Africa's first design-thinking school launched at UCT

13 March 2017 | Compiled Helen Swingler. Photos Michael Hammond.
The launch took place at UCT's Graduate School of Business, which hosts the d-school.
The launch took place at UCT's Graduate School of Business, which hosts the d-school.

In an era of intense change, where it's difficult to predict which jobs will exist in the next 20 years, applying the same solutions to existing societal challenges will no longer work. Design thinking is a new methodology that will provide tools, process and, ultimately, the mindset to develop collaborative, human-centred solutions in contemporary contexts that are dynamic and complex.

And in the South African context, design-thinking skills will be crucial to tackling the country's pressing social problems.

Last night's official launch of the Hasso Plattner Institute of Design Thinking (d-school) at the University of Cape Town (UCT) heralds a breakthrough in this regard. Through the d-school, UCT becomes the first academic institution in Africa to offer training and capacity building in design thinking to students and professionals in the public and the private sector.

Speaking at the launch at the Graduate School of Business, which hosts the d-school, its founding director Richard Perez said, “Our vision is to be a dominant player ... a driver of innovation and new outcomes. We aim to have a reach beyond UCT and, ultimately, have an influence in sub-Saharan Africa and the rest of the world.”

Academic rigour and innovation

The UCT chapter of the school is the world's third Hasso Plattner Institute of Design Thinking, a sister programme to the well-established schools at Stanford and Potsdam universities in the US and Germany.
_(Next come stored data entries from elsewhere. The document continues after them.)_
// =============================================================================
// PROGRAM
// =============================================================================

#[program]
pub mod investment_desk {
    use super::*;

    // =========================================================================
    // PLATFORM
    // =========================================================================

    /// Initialize the platform config, treasury vault and the first admin profile
    pub fn initialize_platform(
        ctx: Context<InitializePlatform>,
        full_name: String,
        username: String,
        referral_bonus_bps: u16,
    ) -> Result<()> {
        instructions::platform::init_handler(ctx, full_name, username, referral_bonus_bps)
    }

    /// Pause or resume new investments and withdrawal requests
    pub fn set_paused(ctx: Context<SetPaused>, paused: bool) -> Result<()> {
        instructions::platform::set_paused_handler(ctx, paused)
    }

    /// Move settlement tokens into the treasury vault
    pub fn fund_treasury(ctx: Context<FundTreasury>, amount: u64) -> Result<()> {
        instructions::platform::fund_treasury_handler(ctx, amount)
    }

    // =========================================================================
    // INVESTMENT PLANS
    // =========================================================================

    pub fn create_plan(ctx: Context<CreatePlan>, params: PlanParams) -> Result<()> {
        instructions::plans::create_handler(ctx, params)
    }

    /// Update plan terms. Existing investments keep their snapshot.
    pub fn update_plan(ctx: Context<UpdatePlan>, params: PlanParams) -> Result<()> {
        instructions::plans::update_handler(ctx, params)
    }

    pub fn set_plan_active(ctx: Context<UpdatePlan>, is_active: bool) -> Result<()> {
        instructions::plans::set_active_handler(ctx, is_active)
    }

    // =========================================================================
    // PAYMENT METHODS (accepted cryptocurrencies)
    // =========================================================================

    pub fn add_payment_method(
        ctx: Context<AddPaymentMethod>,
        params: PaymentMethodParams,
    ) -> Result<()> {
        instructions::payment_methods::add_handler(ctx, params)
    }

    pub fn update_payment_method(
        ctx: Context<UpdatePaymentMethod>,
        params: PaymentMethodParams,
    ) -> Result<()> {
        instructions::payment_methods::update_handler(ctx, params)
    }

    pub fn set_payment_method_enabled(
        ctx: Context<UpdatePaymentMethod>,
        enabled: bool,
    ) -> Result<()> {
        instructions::payment_methods::set_enabled_handler(ctx, enabled)
    }

    /// Remove a payment method and reclaim its rent
    pub fn remove_payment_method(ctx: Context<RemovePaymentMethod>) -> Result<()> {
        instructions::payment_methods::remove_handler(ctx)
    }

    // =========================================================================
    // PROFILES
    // =========================================================================

    /// Sign up: create a profile and claim a unique username
    pub fn register_profile(
        ctx: Context<RegisterProfile>,
        full_name: String,
        username: String,
        referrer: Option<Pubkey>,
    ) -> Result<()> {
        instructions::profiles::register_handler(ctx, full_name, username, referrer)
    }

    /// Change full name and/or username
    /// Pass the previous username handle when the username changes
    pub fn update_profile(
        ctx: Context<UpdateProfile>,
        full_name: String,
        username: String,
    ) -> Result<()> {
        instructions::profiles::update_handler(ctx, full_name, username)
    }

    // =========================================================================
    // ADMIN: USERS
    // =========================================================================

    /// Credit (positive) or debit (negative) a user's available balance
    pub fn update_user_balance(ctx: Context<ManageUser>, amount: i64) -> Result<()> {
        instructions::admin_users::update_balance_handler(ctx, amount)
    }

    pub fn set_user_status(ctx: Context<ManageUser>, status: AccountStatus) -> Result<()> {
        instructions::admin_users::set_status_handler(ctx, status)
    }

    pub fn set_user_role(ctx: Context<ManageUser>, role: Role) -> Result<()> {
        instructions::admin_users::set_role_handler(ctx, role)
    }

    // =========================================================================
    // INVESTMENTS
    // =========================================================================

    /// Invest from available balance
    /// Active immediately; balance debited in the same instruction
    pub fn invest_from_balance(ctx: Context<InvestFromBalance>, amount: u64) -> Result<()> {
        instructions::investments::from_balance_handler(ctx, amount)
    }

    /// Invest via external crypto deposit
    /// Pending until an admin reviews the proof of payment
    pub fn invest_via_deposit(
        ctx: Context<InvestViaDeposit>,
        amount: u64,
        proof_reference: String,
    ) -> Result<()> {
        instructions::investments::via_deposit_handler(ctx, amount, proof_reference)
    }

    // =========================================================================
    // LIFECYCLE
    // =========================================================================
    //
    //   Pending --approve--> Active --(now >= end)--> Matured --withdraw--> Withdrawn
    //   Pending --reject--> Denied
    //   Matured --reinvest--> Reinvested (+ new Active investment)
    //
    // =========================================================================

    pub fn approve_investment(ctx: Context<ApproveInvestment>) -> Result<()> {
        instructions::lifecycle::approve_handler(ctx)
    }

    pub fn reject_investment(ctx: Context<RejectInvestment>) -> Result<()> {
        instructions::lifecycle::reject_handler(ctx)
    }

    /// Permissionless crank: Active -> Matured once the term has elapsed
    pub fn mature_investment(ctx: Context<MatureInvestment>) -> Result<()> {
        instructions::lifecycle::mature_handler(ctx)
    }

    /// Credit principal + interest + bonus to available balance
    /// Returns the credited amount
    pub fn withdraw_investment(ctx: Context<WithdrawInvestment>) -> Result<u64> {
        instructions::lifecycle::withdraw_handler(ctx)
    }

    /// Roll principal + interest + bonus into a new investment on the same plan
    pub fn reinvest_investment(ctx: Context<ReinvestInvestment>) -> Result<()> {
        instructions::lifecycle::reinvest_handler(ctx)
    }

    /// Progress, estimated returns and payout as of now
    pub fn quote_investment(ctx: Context<QuoteInvestment>) -> Result<InvestmentQuote> {
        instructions::lifecycle::quote_handler(ctx)
    }

    /// Add (positive) or deduct (negative) bonus on an investment
    pub fn adjust_investment_bonus(ctx: Context<AdjustInvestmentBonus>, delta: i64) -> Result<()> {
        instructions::bonus::adjust_handler(ctx, delta)
    }

    // =========================================================================
    // REFERRALS
    // =========================================================================

    /// Move the whole referral bonus into available balance
    /// Returns the amount moved
    pub fn withdraw_referral_bonus(ctx: Context<WithdrawReferralBonus>) -> Result<u64> {
        instructions::referrals::withdraw_handler(ctx)
    }

    // =========================================================================
    // WITHDRAWALS
    // =========================================================================

    /// Request a payout of available balance to any settlement token account
    pub fn request_withdrawal(
        ctx: Context<RequestWithdrawal>,
        amount: u64,
        wallet_address: Pubkey,
    ) -> Result<()> {
        instructions::withdrawals::request_handler(ctx, amount, wallet_address)
    }

    /// Request a payout to the caller's associated token account
    pub fn create_withdrawal(ctx: Context<CreateWithdrawal>, amount: u64) -> Result<()> {
        instructions::withdrawals::create_handler(ctx, amount)
    }

    /// Pay out a pending withdrawal from the treasury vault
    pub fn approve_withdrawal(ctx: Context<ApproveWithdrawal>) -> Result<()> {
        instructions::withdrawals::approve_handler(ctx)
    }

    /// Reject a pending withdrawal and restore the user's balance
    pub fn reject_withdrawal(ctx: Context<RejectWithdrawal>) -> Result<()> {
        instructions::withdrawals::reject_handler(ctx)
    }
}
The establishment of the Stanford and Potsdam schools brought academic rigour to design-led innovation practice. It also made training programmes in design thinking available to academic scholars and leaders in the private and public sectors.

It was this that led Vice-Chancellor Dr Max Price to persuade Professor Dr Hasso Plattner, co-founder of software company SAP AG and chairman of its supervisory board and the Hasso Plattner Trust, to 'plant' a d-school in Africa, at UCT. This was founded in Cape Town in August 2015 with funding, intellectual property and academic support from Plattner.

Africa's first design-thinking school launched at UCTIn discussion at the Hasso Plattner Institute of Design Thinking at the University of Cape Town were (from left) Prof Ulrich Weinberg, director of the Hasso Plattner Institute of Design Thinking in Potsdam; Mugendi M'Rithaa, professor of design at the Cape Peninsula University of Technology; Richard Perez, director of the Hasso Plattner Institute of Design Thinking at UCT; and master of ceremonies, Talia Sanhewe.

While the three schools share similar philosophies – thinking across disciplines being one of them – the UCT d-school will use models developed by these sister institutions to draw up a way of working that suits students' needs “in our own dynamic context”, Perez said in an interview last year.

Students from all disciplines as well as executives from industry and government come together at the d-school to learn to work collaboratively in diverse and inclusive, multidisciplinary teams on real-world challenges to develop human-centred innovative solutions.

Pace of change

To gauge the pace of change in the world, consider that 20 years ago Google did not exist. Neither did Facebook, Twitter, YouTube, Instagram, Uber or Airbnb. The digital revolution disrupted industries that had existed for centuries, creating new kinds of employment and jobs.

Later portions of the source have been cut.